BEGIN SOURCE DATA

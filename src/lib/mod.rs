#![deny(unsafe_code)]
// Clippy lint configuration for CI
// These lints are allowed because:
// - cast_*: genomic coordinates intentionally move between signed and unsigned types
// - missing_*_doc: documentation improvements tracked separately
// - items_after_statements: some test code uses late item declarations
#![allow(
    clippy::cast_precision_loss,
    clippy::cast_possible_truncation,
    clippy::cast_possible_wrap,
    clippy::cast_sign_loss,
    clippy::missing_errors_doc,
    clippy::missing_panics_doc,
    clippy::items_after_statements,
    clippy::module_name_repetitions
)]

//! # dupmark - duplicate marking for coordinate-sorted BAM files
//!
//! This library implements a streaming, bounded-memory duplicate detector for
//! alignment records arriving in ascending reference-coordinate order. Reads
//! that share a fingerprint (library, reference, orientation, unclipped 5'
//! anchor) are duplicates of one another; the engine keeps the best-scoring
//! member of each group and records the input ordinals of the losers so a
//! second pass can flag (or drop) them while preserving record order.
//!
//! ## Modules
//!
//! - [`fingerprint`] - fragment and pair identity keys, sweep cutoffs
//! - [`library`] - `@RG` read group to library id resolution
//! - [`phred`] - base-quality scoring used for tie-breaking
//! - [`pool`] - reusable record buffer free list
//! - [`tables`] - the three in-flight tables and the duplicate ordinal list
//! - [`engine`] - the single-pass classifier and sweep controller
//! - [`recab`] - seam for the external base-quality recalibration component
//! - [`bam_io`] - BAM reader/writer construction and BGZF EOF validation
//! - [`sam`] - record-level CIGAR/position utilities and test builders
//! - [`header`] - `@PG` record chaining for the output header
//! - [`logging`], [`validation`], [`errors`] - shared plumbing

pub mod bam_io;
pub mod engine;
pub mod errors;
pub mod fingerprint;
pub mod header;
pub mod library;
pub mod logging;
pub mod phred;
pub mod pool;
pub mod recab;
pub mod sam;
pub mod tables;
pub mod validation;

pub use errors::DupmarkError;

END SOURCE DATA
BEGIN SOURCE DATA

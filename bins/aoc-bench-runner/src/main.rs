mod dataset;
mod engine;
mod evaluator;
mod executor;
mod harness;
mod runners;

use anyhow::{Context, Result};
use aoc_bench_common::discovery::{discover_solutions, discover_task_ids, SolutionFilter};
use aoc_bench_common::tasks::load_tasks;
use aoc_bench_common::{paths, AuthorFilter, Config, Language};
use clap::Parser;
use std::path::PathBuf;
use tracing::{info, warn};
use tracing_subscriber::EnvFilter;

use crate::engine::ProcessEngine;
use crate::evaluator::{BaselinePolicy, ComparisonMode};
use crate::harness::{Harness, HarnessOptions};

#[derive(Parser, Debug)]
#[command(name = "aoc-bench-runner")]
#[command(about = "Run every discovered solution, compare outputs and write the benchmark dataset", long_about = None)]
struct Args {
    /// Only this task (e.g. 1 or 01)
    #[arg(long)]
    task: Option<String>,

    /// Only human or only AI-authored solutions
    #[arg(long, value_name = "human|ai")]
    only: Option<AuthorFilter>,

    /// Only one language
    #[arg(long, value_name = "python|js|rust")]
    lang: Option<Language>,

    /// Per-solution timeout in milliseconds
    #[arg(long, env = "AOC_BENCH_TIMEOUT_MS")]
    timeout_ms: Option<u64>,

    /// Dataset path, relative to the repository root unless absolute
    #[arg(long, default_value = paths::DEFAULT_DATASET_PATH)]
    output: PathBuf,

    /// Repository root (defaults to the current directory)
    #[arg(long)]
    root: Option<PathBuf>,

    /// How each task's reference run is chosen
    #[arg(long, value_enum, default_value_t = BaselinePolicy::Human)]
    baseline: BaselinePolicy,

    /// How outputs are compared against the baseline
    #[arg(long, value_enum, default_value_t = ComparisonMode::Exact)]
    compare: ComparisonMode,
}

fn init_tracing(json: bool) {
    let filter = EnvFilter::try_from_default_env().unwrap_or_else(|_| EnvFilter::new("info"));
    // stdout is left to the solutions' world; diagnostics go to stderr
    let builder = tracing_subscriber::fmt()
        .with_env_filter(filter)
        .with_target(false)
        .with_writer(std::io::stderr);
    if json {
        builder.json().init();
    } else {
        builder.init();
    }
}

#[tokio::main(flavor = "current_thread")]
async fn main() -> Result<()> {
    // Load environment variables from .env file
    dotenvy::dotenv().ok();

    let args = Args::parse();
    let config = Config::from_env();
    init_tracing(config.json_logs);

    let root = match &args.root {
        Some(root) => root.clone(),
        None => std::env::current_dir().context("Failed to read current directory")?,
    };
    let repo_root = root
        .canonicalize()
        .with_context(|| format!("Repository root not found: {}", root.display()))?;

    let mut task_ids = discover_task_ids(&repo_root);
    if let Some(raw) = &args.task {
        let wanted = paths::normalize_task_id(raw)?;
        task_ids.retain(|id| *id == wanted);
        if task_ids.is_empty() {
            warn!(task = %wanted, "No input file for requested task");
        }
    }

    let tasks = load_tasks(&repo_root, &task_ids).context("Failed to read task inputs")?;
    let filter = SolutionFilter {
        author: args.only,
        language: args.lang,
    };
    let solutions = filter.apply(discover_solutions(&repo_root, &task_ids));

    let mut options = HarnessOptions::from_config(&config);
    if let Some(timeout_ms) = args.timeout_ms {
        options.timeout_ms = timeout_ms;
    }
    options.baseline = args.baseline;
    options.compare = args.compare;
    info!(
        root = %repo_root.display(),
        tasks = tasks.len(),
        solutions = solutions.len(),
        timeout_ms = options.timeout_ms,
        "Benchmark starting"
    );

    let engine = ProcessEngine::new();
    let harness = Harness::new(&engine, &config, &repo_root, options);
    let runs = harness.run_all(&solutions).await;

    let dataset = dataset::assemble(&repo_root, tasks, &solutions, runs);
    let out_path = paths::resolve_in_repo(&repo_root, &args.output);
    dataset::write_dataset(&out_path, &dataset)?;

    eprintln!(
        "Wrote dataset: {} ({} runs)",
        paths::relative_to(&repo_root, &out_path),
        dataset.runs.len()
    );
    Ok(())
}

END SOURCE DATA
BEGIN SOURCE DATA

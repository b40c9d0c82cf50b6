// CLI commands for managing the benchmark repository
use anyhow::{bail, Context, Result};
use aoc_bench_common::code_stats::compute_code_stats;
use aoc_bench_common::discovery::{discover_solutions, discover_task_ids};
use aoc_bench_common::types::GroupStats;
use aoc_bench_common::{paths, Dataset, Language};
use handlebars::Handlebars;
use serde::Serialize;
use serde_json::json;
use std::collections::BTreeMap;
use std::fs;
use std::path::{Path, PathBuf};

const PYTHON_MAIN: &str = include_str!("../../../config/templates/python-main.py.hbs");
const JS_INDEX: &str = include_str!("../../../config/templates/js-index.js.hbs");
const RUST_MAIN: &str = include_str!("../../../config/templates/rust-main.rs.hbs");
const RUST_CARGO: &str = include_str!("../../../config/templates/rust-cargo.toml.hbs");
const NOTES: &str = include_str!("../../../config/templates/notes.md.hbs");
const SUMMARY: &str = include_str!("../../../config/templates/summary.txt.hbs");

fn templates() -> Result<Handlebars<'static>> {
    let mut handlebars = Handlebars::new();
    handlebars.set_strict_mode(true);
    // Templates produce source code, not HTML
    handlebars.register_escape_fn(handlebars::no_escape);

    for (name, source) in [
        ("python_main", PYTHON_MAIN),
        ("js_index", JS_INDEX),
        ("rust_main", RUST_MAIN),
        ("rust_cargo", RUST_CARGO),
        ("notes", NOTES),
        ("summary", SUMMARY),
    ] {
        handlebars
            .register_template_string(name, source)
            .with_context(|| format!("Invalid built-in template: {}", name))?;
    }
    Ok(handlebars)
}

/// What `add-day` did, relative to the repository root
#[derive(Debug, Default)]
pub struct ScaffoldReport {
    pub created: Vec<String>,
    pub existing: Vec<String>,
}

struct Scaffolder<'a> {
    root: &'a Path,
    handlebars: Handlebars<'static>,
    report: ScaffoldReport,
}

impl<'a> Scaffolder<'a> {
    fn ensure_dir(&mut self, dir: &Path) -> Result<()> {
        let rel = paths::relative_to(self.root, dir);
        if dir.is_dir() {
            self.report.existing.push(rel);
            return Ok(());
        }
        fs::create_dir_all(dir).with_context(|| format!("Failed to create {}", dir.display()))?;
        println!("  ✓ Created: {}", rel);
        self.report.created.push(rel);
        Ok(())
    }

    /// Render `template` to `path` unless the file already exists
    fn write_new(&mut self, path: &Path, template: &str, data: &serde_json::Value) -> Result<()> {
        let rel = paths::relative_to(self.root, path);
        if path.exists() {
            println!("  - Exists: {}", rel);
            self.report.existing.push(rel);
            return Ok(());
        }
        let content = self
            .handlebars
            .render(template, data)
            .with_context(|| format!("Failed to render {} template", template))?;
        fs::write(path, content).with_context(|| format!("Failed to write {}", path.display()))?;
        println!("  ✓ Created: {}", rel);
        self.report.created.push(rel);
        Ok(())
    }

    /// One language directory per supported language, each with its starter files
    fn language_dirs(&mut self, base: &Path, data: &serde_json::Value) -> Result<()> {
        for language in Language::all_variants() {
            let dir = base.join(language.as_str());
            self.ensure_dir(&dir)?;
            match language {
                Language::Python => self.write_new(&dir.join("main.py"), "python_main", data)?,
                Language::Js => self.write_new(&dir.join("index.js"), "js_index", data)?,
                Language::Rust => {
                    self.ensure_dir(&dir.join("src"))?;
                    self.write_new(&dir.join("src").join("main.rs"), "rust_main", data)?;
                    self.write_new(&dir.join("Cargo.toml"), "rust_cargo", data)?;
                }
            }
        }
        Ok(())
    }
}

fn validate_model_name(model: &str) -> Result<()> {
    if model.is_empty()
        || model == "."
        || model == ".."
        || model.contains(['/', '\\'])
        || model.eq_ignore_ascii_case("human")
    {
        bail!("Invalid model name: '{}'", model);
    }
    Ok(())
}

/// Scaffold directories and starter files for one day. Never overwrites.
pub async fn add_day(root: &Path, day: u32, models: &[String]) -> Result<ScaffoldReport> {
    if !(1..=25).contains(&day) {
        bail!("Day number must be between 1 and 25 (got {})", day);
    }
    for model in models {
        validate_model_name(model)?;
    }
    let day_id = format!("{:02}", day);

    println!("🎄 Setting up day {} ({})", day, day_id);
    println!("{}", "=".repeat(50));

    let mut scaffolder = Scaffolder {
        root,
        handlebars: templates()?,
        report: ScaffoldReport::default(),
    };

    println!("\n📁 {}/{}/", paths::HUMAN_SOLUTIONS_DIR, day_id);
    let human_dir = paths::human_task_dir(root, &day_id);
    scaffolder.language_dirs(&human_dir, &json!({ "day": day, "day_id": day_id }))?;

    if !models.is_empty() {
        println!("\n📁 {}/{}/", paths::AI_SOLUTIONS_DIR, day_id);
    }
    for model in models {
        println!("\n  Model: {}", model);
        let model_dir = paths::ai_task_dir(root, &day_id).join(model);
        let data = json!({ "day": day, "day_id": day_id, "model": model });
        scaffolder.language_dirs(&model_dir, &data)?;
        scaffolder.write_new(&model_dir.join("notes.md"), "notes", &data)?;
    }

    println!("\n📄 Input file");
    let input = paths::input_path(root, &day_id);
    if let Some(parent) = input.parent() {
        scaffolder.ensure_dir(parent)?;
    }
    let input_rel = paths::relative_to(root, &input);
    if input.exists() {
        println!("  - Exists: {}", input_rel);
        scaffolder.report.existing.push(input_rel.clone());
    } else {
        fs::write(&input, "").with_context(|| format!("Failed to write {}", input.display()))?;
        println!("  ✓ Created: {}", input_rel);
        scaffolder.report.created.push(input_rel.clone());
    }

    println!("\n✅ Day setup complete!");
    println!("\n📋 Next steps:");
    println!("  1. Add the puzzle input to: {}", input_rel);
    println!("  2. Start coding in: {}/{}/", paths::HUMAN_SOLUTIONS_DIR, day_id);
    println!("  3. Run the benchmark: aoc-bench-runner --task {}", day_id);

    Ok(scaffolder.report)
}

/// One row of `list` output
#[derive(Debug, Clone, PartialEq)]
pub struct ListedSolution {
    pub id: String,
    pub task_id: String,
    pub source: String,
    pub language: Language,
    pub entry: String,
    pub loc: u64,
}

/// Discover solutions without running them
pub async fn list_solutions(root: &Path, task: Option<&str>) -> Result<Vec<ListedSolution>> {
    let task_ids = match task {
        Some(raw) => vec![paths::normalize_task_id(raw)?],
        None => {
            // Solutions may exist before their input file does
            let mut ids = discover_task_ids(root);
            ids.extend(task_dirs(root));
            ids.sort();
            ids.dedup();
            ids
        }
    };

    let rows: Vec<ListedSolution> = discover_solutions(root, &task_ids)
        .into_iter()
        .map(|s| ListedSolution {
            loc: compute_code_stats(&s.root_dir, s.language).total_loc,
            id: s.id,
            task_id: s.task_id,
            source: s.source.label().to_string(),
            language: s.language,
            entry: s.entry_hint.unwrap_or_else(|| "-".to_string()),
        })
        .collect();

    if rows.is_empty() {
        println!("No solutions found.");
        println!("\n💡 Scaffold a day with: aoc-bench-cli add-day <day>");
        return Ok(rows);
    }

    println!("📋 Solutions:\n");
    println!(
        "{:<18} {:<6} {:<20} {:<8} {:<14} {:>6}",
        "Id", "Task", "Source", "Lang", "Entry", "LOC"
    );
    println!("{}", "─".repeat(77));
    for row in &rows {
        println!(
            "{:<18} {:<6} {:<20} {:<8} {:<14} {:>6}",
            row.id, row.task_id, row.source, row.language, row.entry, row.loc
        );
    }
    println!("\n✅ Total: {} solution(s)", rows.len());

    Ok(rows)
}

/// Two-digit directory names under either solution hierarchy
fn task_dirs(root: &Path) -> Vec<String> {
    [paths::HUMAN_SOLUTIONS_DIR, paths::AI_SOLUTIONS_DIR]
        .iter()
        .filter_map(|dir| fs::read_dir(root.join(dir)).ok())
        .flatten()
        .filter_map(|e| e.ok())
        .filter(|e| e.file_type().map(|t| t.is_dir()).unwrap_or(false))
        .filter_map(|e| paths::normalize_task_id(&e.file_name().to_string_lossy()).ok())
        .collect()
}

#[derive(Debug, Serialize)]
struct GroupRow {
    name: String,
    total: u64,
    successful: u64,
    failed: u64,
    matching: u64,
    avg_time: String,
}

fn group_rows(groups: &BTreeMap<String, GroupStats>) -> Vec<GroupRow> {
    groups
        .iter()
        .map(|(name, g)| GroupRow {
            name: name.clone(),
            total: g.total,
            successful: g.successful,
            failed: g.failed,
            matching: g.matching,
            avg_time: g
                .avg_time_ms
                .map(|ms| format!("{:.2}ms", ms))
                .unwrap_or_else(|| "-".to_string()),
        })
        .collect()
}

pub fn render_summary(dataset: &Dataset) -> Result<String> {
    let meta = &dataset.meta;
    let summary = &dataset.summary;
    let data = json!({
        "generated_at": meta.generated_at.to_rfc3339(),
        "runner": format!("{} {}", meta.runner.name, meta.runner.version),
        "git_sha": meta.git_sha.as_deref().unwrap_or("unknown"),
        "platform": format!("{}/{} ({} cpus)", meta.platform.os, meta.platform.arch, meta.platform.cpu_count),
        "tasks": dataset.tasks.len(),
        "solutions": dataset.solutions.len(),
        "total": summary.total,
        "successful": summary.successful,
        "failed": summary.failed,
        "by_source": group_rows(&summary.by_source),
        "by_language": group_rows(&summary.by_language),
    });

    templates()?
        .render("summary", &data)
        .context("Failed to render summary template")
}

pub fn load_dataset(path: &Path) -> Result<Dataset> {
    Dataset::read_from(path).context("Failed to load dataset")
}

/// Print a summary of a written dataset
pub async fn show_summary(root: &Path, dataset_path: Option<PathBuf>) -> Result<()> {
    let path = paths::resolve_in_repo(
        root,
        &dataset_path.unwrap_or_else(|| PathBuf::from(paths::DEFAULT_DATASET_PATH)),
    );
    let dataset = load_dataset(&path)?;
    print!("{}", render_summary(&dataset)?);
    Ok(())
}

END SOURCE DATA

◆ WHAT IS REQUIRED ◆
Look above for the line holding "used for tie-breaking" and the line holding "pub mod library;". Retype both, and every line between them, word for word and nothing else.

◆ REPLY TO THE TASK ◆
//! - [`phred`] - base-quality scoring used for tie-breaking
//! - [`pool`] - reusable record buffer free list
//! - [`tables`] - the three in-flight tables and the duplicate ordinal list
//! - [`engine`] - the single-pass classifier and sweep controller
//! - [`recab`] - seam for the external base-quality recalibration component
//! - [`bam_io`] - BAM reader/writer construction and BGZF EOF validation
//! - [`sam`] - record-level CIGAR/position utilities and test builders
//! - [`header`] - `@PG` record chaining for the output header
//! - [`logging`], [`validation`], [`errors`] - shared plumbing

pub mod bam_io;
pub mod engine;
pub mod errors;
pub mod fingerprint;
pub mod header;
pub mod library;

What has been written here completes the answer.